2.2 Animals and Experimental Design
In this study, male C57 BL/6J mice of SPF grade (8–12 weeks old, body weight 22–25 g) were purchased from the Experimental Animal Center of the Army Characteristic Medical Center. The temperature of the breeding environment was 23 ± 3°C, the relative humidity was 40%-70%, and the light was alternating for 12 hours. AKI models of ischemia-reperfusion (I/R) were established as follows, Male mice were randomly divided into two groups, namely the sham operation group and I/R operation group. The mice were intraperitoneally injected with 5% chloral hydrate at a dose of 0.1 mL/10 g. After successful anaesthesia, openings of approximately 0.5 cm were made in mice in the I/R group below the ribs bilaterally, the skin was cut in turn until the retroperitoneum, the kidney pedicles were freed bilaterally, and vascular clips were used to clamp them and removed after 28 minutes. During this period, the anal temperature was maintained at 36.5°C-37.0°C, and after the kidney turned bright red, the incision was closed with continuous sutures. In the sham operation group, only the skin was cut to the back of the peritoneum, the kidney pedicles were dissociated bilaterally but were not clipped with vascular clips, and the abdominal cavity was closed with continuous sutures.
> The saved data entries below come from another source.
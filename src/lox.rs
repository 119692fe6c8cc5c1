//! Session driver: runs source text through scanner → parser → resolver →
//! interpreter, stopping at the first phase that fails.
//!
//! A [`Lox`] keeps one interpreter alive across runs, so globals defined by
//! one prompt line are visible to the next.  The expression id counter is
//! carried over as well; resolutions recorded for earlier lines stay valid
//! because no later node can reuse their ids.

use std::io::Write;

use log::{debug, info};
use thiserror::Error;

use crate::ast_printer::read_with_first_id;
use crate::error::LoxError;
use crate::expr::Expr;
use crate::interpreter::Interpreter;
use crate::parser::Parser;
use crate::resolver::Resolver;
use crate::scanner::Scanner;
use crate::stmt::Stmt;
use crate::value::Value;

/// Why a run stopped.  Each variant corresponds to one process exit code.
#[derive(Debug, Error)]
pub enum RunError {
    /// Lexical and syntactic errors, ordered by line.
    #[error("{}", render(.0))]
    Syntax(Vec<LoxError>),

    #[error("{}", render(.0))]
    Resolve(Vec<LoxError>),

    #[error("{0}")]
    Runtime(LoxError),
}

impl RunError {
    pub fn exit_code(&self) -> i32 {
        match self {
            RunError::Syntax(_) => 65,
            RunError::Resolve(_) => 66,
            RunError::Runtime(_) => 70,
        }
    }

    /// Every underlying diagnostic.
    pub fn errors(&self) -> &[LoxError] {
        match self {
            RunError::Syntax(errors) | RunError::Resolve(errors) => errors,
            RunError::Runtime(error) => std::slice::from_ref(error),
        }
    }

    /// One rendered line (or two, for runtime errors) per diagnostic.
    pub fn diagnostics(&self) -> Vec<String> {
        self.errors().iter().map(ToString::to_string).collect()
    }
}

/// Decode raw source bytes.  Invalid UTF-8 is a host error, not a
/// lexical one.
pub fn decode_source(bytes: Vec<u8>) -> Result<String, LoxError> {
    let source: String = String::from_utf8(bytes)?;

    debug!("Decoded {} byte(s) of source", source.len());

    Ok(source)
}

fn render(errors: &[LoxError]) -> String {
    errors
        .iter()
        .map(ToString::to_string)
        .collect::<Vec<_>>()
        .join("\n")
}

/// An interpreter session.
pub struct Lox {
    interpreter: Interpreter,
    next_expr_id: usize,
}

impl Default for Lox {
    fn default() -> Self {
        Self::new()
    }
}

impl Lox {
    /// A session whose `print` goes to stdout.
    pub fn new() -> Self {
        Self::from_interpreter(Interpreter::new())
    }

    /// A session whose `print` goes to `output`.
    pub fn with_output<W: Write + 'static>(output: W) -> Self {
        Self::from_interpreter(Interpreter::with_output(output))
    }

    fn from_interpreter(interpreter: Interpreter) -> Self {
        info!("Lox session created");

        Self {
            interpreter,
            next_expr_id: 0,
        }
    }

    pub fn interpreter_mut(&mut self) -> &mut Interpreter {
        &mut self.interpreter
    }

    /// Run a complete unit of source text (a file or one prompt line).
    pub fn run(&mut self, source: &str) -> Result<(), RunError> {
        let statements: Vec<Stmt> = self.parse_program(source)?;

        debug!("Parsed {} statement(s)", statements.len());

        let locals = Resolver::new()
            .resolve(&statements)
            .map_err(RunError::Resolve)?;

        self.interpreter.resolve(locals);

        self.interpreter
            .interpret(&statements)
            .map_err(RunError::Runtime)?;

        info!("Run completed");

        Ok(())
    }

    /// Evaluate a single expression against the session's globals.
    pub fn evaluate(&mut self, source: &str) -> Result<Value, RunError> {
        let expr: Expr = self.parse_expression(source)?;

        let locals = Resolver::new()
            .resolve_expression(&expr)
            .map_err(RunError::Resolve)?;

        self.interpreter.resolve(locals);

        self.interpreter.evaluate(&expr).map_err(RunError::Runtime)
    }

    /// Scan and parse a program.  Lexical and syntactic errors are
    /// reported together.
    pub fn parse_program(&mut self, source: &str) -> Result<Vec<Stmt>, RunError> {
        let (tokens, lex_errors) = Scanner::new(source).scan_tokens();

        let mut parser = Parser::with_first_id(&tokens, self.next_expr_id);
        let parsed = parser.parse();
        self.next_expr_id = parser.next_expr_id();

        match parsed {
            Ok(statements) if lex_errors.is_empty() => Ok(statements),
            Ok(_) => Err(syntax_error(lex_errors, Vec::new())),
            Err(parse_errors) => Err(syntax_error(lex_errors, parse_errors)),
        }
    }

    /// Read an expression written in the debug printer's prefix form.
    /// Node ids continue from the session's counter.
    pub fn read_expression(&mut self, prefix: &str) -> Result<Expr, RunError> {
        let (expr, next_id) = read_with_first_id(prefix, self.next_expr_id)
            .map_err(|e| RunError::Syntax(vec![e]))?;

        self.next_expr_id = next_id;

        Ok(expr)
    }

    /// Scan and parse a single expression followed by end of input.
    pub fn parse_expression(&mut self, source: &str) -> Result<Expr, RunError> {
        let (tokens, lex_errors) = Scanner::new(source).scan_tokens();

        let mut parser = Parser::with_first_id(&tokens, self.next_expr_id);
        let parsed = parser.parse_expression();
        self.next_expr_id = parser.next_expr_id();

        match parsed {
            Ok(expr) if lex_errors.is_empty() => Ok(expr),
            Ok(_) => Err(syntax_error(lex_errors, Vec::new())),
            Err(parse_errors) => Err(syntax_error(lex_errors, parse_errors)),
        }
    }
}

fn syntax_error(mut errors: Vec<LoxError>, parse_errors: Vec<LoxError>) -> RunError {
    errors.extend(parse_errors);

    // stable: scanner errors stay ahead of parser errors on the same line
    errors.sort_by_key(|error| error.line().unwrap_or(usize::MAX));

    RunError::Syntax(errors)
}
Blood and renal tissue samples were obtained from mice in the I/R group 24 hours after the experiment. To collect specimen, we anesthetized mice by intraperitoneally injecting them with sodium pentobarbital, and then 800 ~ 1000 µL of blood was collected from the eye orbit and the thoracic cavity was opened for cardiac perfusion. Renal-tissue specimens were obtained from both kidneys, the kidney capsule was removed, and part of the kidney was fixed in 4% paraformaldehyde for renal pathological tissue staining. The remaining part of the kidney was stored at − 80℃ for western blot and RT-qPCR analyses.
2.3 Assessment of Renal Function
Collected blood was stored in a refrigerator at 4℃ for 1 hour, and then centrifuged at 4℃ in a low-temperature centrifuge (3,000×g for 10 min). Subsequently, supernatants were collected and used to determine serum creatinine and urea nitrogen levels using the Beckman 5800 Automatic Analyzer (Beckman, Krefeld, Germany). Kidney damage molecule-1 (KIM-1) and neutrophil gelatinase-associated adiponectin (NGAL) levels were determined by qPCR.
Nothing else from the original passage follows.